impl<'interp> Resolver<'interp> {
    pub fn new(interpreter: &'interp mut Interpreter) -> Self {
        info!("Resolver instantiated");

        Resolver {
            interpreter,
            scopes: Vec::new(),
            current_function: FunctionType::None,
            current_class: ClassType::None,
            diagnostics: Vec::new(),
        }
    }

    /// Resolve a whole program. On success returns the warnings; if any
    /// error was found returns `LoxError::Resolve` with every diagnostic.
    pub fn resolve(mut self, statements: &[Stmt]) -> Result<Vec<Diagnostic>> {
        info!(
            "Beginning resolve pass over {} statement(s)",
            statements.len()
        );

        self.resolve_stmts(statements);
        self.finish()
    }

    /// Resolve a single top‑level expression.
    pub fn resolve_expression(mut self, expr: &Expr) -> Result<Vec<Diagnostic>> {
        self.resolve_expr(expr);
        self.finish()
    }

    fn finish(self) -> Result<Vec<Diagnostic>> {
        if self.diagnostics.iter().any(Diagnostic::is_error) {
            info!("Resolve pass failed");
            return Err(LoxError::Resolve {
                diagnostics: self.diagnostics,
            });
        }

        info!("Resolve pass finished with {} warning(s)", self.diagnostics.len());
        Ok(self.diagnostics)
    }

    fn error(&mut self, token: &Token, message: impl Into<String>) {
        let diagnostic = Diagnostic::error(token.line, token.location(), message);
        debug!("Resolve error: {}", diagnostic);
        self.diagnostics.push(diagnostic);
    }

    // ───────────────────────── statements ─────────────────────────

    fn resolve_stmts(&mut self, statements: &[Stmt]) {
        for stmt in statements {
            self.resolve_stmt(stmt);
        }
    }

    fn resolve_stmt(&mut self, stmt: &Stmt) {
        match stmt {
            Stmt::Block(statements) => {
                self.begin_scope();
                self.resolve_stmts(statements);
                self.end_scope();
            }

            Stmt::Class(decl) => self.resolve_class(decl),

            Stmt::Expression(expr) | Stmt::Print(expr) => self.resolve_expr(expr),

            Stmt::Flow(_) => {}

            Stmt::Function(decl) => {
                if let Some(name) = &decl.name {
                    self.declare(name);
                    self.define(name);
                }
                self.resolve_function(decl, FunctionType::Function);
            }

            Stmt::If {
                condition,
                then_branch,
                else_branch,
            } => {
                self.resolve_expr(condition);
                self.resolve_stmt(then_branch);
                if let Some(else_branch) = else_branch {
                    self.resolve_stmt(else_branch);
                }
            }

            Stmt::Return { keyword, value } => {
                if self.current_function == FunctionType::None {
                    self.error(keyword, "Can't return from top-level code.");
                }

                if let Some(value) = value {
                    if self.current_function == FunctionType::Initializer {
                        self.error(keyword, "Can't return a value from an initializer.");
                    }
                    self.resolve_expr(value);
                }
            }

            Stmt::Trait(decl) => self.resolve_trait(decl),

            Stmt::Var { name, initializer } => {
                self.declare(name);
                if let Some(initializer) = initializer {
                    self.resolve_expr(initializer);
                }
                self.define(name);
            }

            Stmt::While {
                condition,
                body,
                increment,
            } => {
                self.resolve_expr(condition);
                self.resolve_stmt(body);
                if let Some(increment) = increment {
                    self.resolve_stmt(increment);
                }
            }
        }
    }

    fn resolve_class(&mut self, decl: &ClassDecl) {
        debug!("Resolving class '{}'", decl.name.lexeme);

        let enclosing_class = self.current_class;
        self.current_class = ClassType::Class;

        // Superclass and trait references are evaluated in the enclosing
        // scope before the class's own name is bound.
        if let Some(superclass) = &decl.superclass {
            if let Expr::Variable { name, .. } = superclass {
                if name.lexeme == decl.name.lexeme {
                    self.error(name, "A class can't inherit from itself.");
                }
            }
            self.current_class = ClassType::Subclass;
            self.resolve_expr(superclass);
        }

        // Required methods, merged from every mixed‑in trait.
        let mut required: HashMap<String, usize> = HashMap::new();
        for t in &decl.traits {
            self.resolve_expr(t);

            if let Expr::Variable { name, .. } = t {
                let signatures = self
                    .interpreter
                    .trait_signatures(&name.lexeme)
                    .map(<[_]>::to_vec);

                match signatures {
                    Some(signatures) => required.extend(signatures),
                    None => self.error(name, format!("Undefined trait '{}'.", name.lexeme)),
                }
            }
        }

        self.declare(&decl.name);
        self.define(&decl.name);

        if decl.superclass.is_some() {
            self.begin_scope();
            self.push_synthetic("super");
        }

        self.begin_scope();
        self.push_synthetic("this");

        for method in &decl.methods {
            let name = method.function.name();

            let kind = if name == "init" {
                FunctionType::Initializer
            } else {
                if let Some(expected) = required.remove(name) {
                    let actual = method.function.arity();
                    if expected != actual {
                        let token = method.function.name.as_ref().unwrap_or(&decl.name);
                        self.error(
                            token,
                            format!(
                                "Trait method '{}' isn't implemented with correct arity. (Expected: {}; Actual: {})",
                                name, expected, actual
                            ),
                        );
                    }
                }
                FunctionType::Method
            };

            self.resolve_function(&method.function, kind);
        }

        if !required.is_empty() {
            let mut missing: Vec<String> = required.into_keys().collect();
            missing.sort();

            let list = missing
                .iter()
                .map(|m| format!("'{}'", m))
                .collect::<Vec<_>>()
                .join(", ");

            self.error(
                &decl.name,
                format!("Trait methods {} not all properly implemented.", list),
            );
        }

        // Static methods sit under the same `this` layer (bound to the
        // class) but may not use `this` or `super`.
        self.current_class = ClassType::StaticMethod;
        for method in &decl.static_methods {
            self.resolve_function(method, FunctionType::Method);
        }

        self.end_scope();
        if decl.superclass.is_some() {
            self.end_scope();
        }

        self.current_class = enclosing_class;
    }

    fn resolve_trait(&mut self, decl: &TraitDecl) {
        debug!("Resolving trait '{}'", decl.name.lexeme);

        let enclosing_class = self.current_class;
        self.current_class = ClassType::Trait;

        self.declare(&decl.name);
        self.define(&decl.name);

        self.begin_scope();
        self.push_synthetic("this");
        for default in &decl.defaults {
            self.resolve_function(default, FunctionType::Method);
        }
        self.end_scope();

        let signatures = decl
            .signatures
            .iter()
            .map(|(name, arity)| (name.lexeme.clone(), *arity))
            .collect();
        self.interpreter.register_trait(&decl.name.lexeme, signatures);

        self.current_class = enclosing_class;
    }

    /// Parameters and body share one scope, matching the single
    /// environment a call creates.
    fn resolve_function(&mut self, function: &FunctionDecl, kind: FunctionType) {
        let enclosing = self.current_function;
        self.current_function = kind;

        self.begin_scope();
        for param in &function.params {
            self.declare(param);
            self.define(param);
        }
        self.resolve_stmts(&function.body);
        self.end_scope();

        self.current_function = enclosing;
    }

    // ───────────────────────── expressions ─────────────────────────

    fn resolve_expr(&mut self, expr: &Expr) {
        match expr {
            Expr::Assign { id, name, value } => {
                self.resolve_expr(value);
                self.resolve_local(*id, name);
            }

            Expr::Binary { left, right, .. } | Expr::Logical { left, right, .. } => {
                self.resolve_expr(left);
                self.resolve_expr(right);
            }

            Expr::Call {
                callee, arguments, ..
            } => {
                self.resolve_expr(callee);
                for argument in arguments {
                    self.resolve_expr(argument);
                }
            }

            Expr::Get { object, .. } => self.resolve_expr(object),

            Expr::Grouping(inner) => self.resolve_expr(inner),

            Expr::Lambda(decl) => self.resolve_function(decl, FunctionType::Function),

            Expr::Literal(_) => {}

            Expr::Set { object, value, .. } => {
                self.resolve_expr(value);
                self.resolve_expr(object);
            }

            Expr::Super { id, keyword, .. } => match self.current_class {
                ClassType::None => self.error(keyword, "Can't use 'super' outside of a class."),
                ClassType::StaticMethod => {
                    self.error(keyword, "Can't use 'super' within a static method.")
                }
                ClassType::Subclass => self.resolve_local(*id, keyword),
                ClassType::Class | ClassType::Trait => {
                    self.error(keyword, "Can't use 'super' in a class with no superclass.")
                }
            },

            Expr::Ternary {
                condition,
                then_branch,
                else_branch,
            } => {
                self.resolve_expr(condition);
                self.resolve_expr(then_branch);
                self.resolve_expr(else_branch);
            }

            Expr::This { id, keyword } => match self.current_class {
                ClassType::None => self.error(keyword, "Can't use 'this' outside of a class."),
                ClassType::StaticMethod => {
                    self.error(keyword, "Can't use 'this' within a static method.")
                }
                _ => self.resolve_local(*id, keyword),
            },

            Expr::Unary { right, .. } => self.resolve_expr(right),

            Expr::Variable { id, name } => {
                let in_own_initializer = self
                    .scopes
                    .last()
                    .and_then(|scope| scope.get(&name.lexeme))
                    .is_some_and(|slot| !slot.defined);

                if in_own_initializer {
                    self.error(name, "Can't read local variable in its own initializer.");
                }

                self.resolve_local(*id, name);
            }
        }
    }

    // ───────────────────────── scopes ─────────────────────────

    fn begin_scope(&mut self) {
        self.scopes.push(HashMap::new());
    }

    /// Pop the innermost scope, warning about every slot never read or
    /// assigned, in declaration order.
    fn end_scope(&mut self) {
        let Some(scope) = self.scopes.pop() else {
            return;
        };

        let mut unused: Vec<(&String, &Slot)> = scope.iter().filter(|(_, s)| !s.used).collect();
        unused.sort_by_key(|(_, slot)| slot.index);

        for (name, slot) in unused {
            let warning = Diagnostic::warning(slot.line, format!("Unused variable '{}'.", name));
            debug!("Resolve warning: {}", warning);
            self.diagnostics.push(warning);
        }
    }

    /// `this` / `super` layers: one pre‑used, pre‑defined slot at index 0.
    fn push_synthetic(&mut self, name: &str) {
        if let Some(scope) = self.scopes.last_mut() {
            let index = scope.len();
            scope.insert(
                name.to_string(),
                Slot {
                    defined: true,
                    used: true,
                    line: 0,
                    index,
                },
            );
        }
    }

    fn declare(&mut self, name: &Token) {
        let Some(scope) = self.scopes.last_mut() else {
            return;
        };

        if scope.contains_key(&name.lexeme) {
            self.error(name, "Already a variable with this name in this scope.");
            return;
        }

        let index = scope.len();
        trace!("Declared '{}' at slot {}", name.lexeme, index);

        scope.insert(
            name.lexeme.clone(),
            Slot {
                defined: false,
                used: false,
                line: name.line,
                index,
            },
        );
    }

    fn define(&mut self, name: &Token) {
        if let Some(slot) = self
            .scopes
            .last_mut()
            .and_then(|scope| scope.get_mut(&name.lexeme))
        {
            slot.defined = true;
        }
    }

    /// Innermost‑out search; a hit records `(scopes crossed, slot index)`
    /// and marks the slot used. A miss leaves the access global.
    fn resolve_local(&mut self, id: ExprId, name: &Token) {
        let depth = self.scopes.len();

        for (distance, scope) in self.scopes.iter_mut().rev().enumerate() {
            if let Some(slot) = scope.get_mut(&name.lexeme) {
                slot.used = true;
                let index = slot.index;
                trace!(
                    "Resolved '{}' at ({}, {}) of {} scopes",
                    name.lexeme,
                    distance,
                    index,
                    depth
                );
                self.interpreter.note_local(id, distance, index);
                return;
            }
        }

        trace!("Resolved '{}' as global", name.lexeme);
    }
}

**WHAT IS BEING ASKED:**
The lines above from the one with "fn resolve_trait(&mut self, decl: &TraitDecl)" through the one with "matching the single" are to be duplicated exactly, ends included, with nothing added.

**ANSWER TO THIS EXERCISE:**
    fn resolve_trait(&mut self, decl: &TraitDecl) {
        debug!("Resolving trait '{}'", decl.name.lexeme);

        let enclosing_class = self.current_class;
        self.current_class = ClassType::Trait;

        self.declare(&decl.name);
        self.define(&decl.name);

        self.begin_scope();
        self.push_synthetic("this");
        for default in &decl.defaults {
            self.resolve_function(default, FunctionType::Method);
        }
        self.end_scope();

        let signatures = decl
            .signatures
            .iter()
            .map(|(name, arity)| (name.lexeme.clone(), *arity))
            .collect();
        self.interpreter.register_trait(&decl.name.lexeme, signatures);

        self.current_class = enclosing_class;
    }

    /// Parameters and body share one scope, matching the single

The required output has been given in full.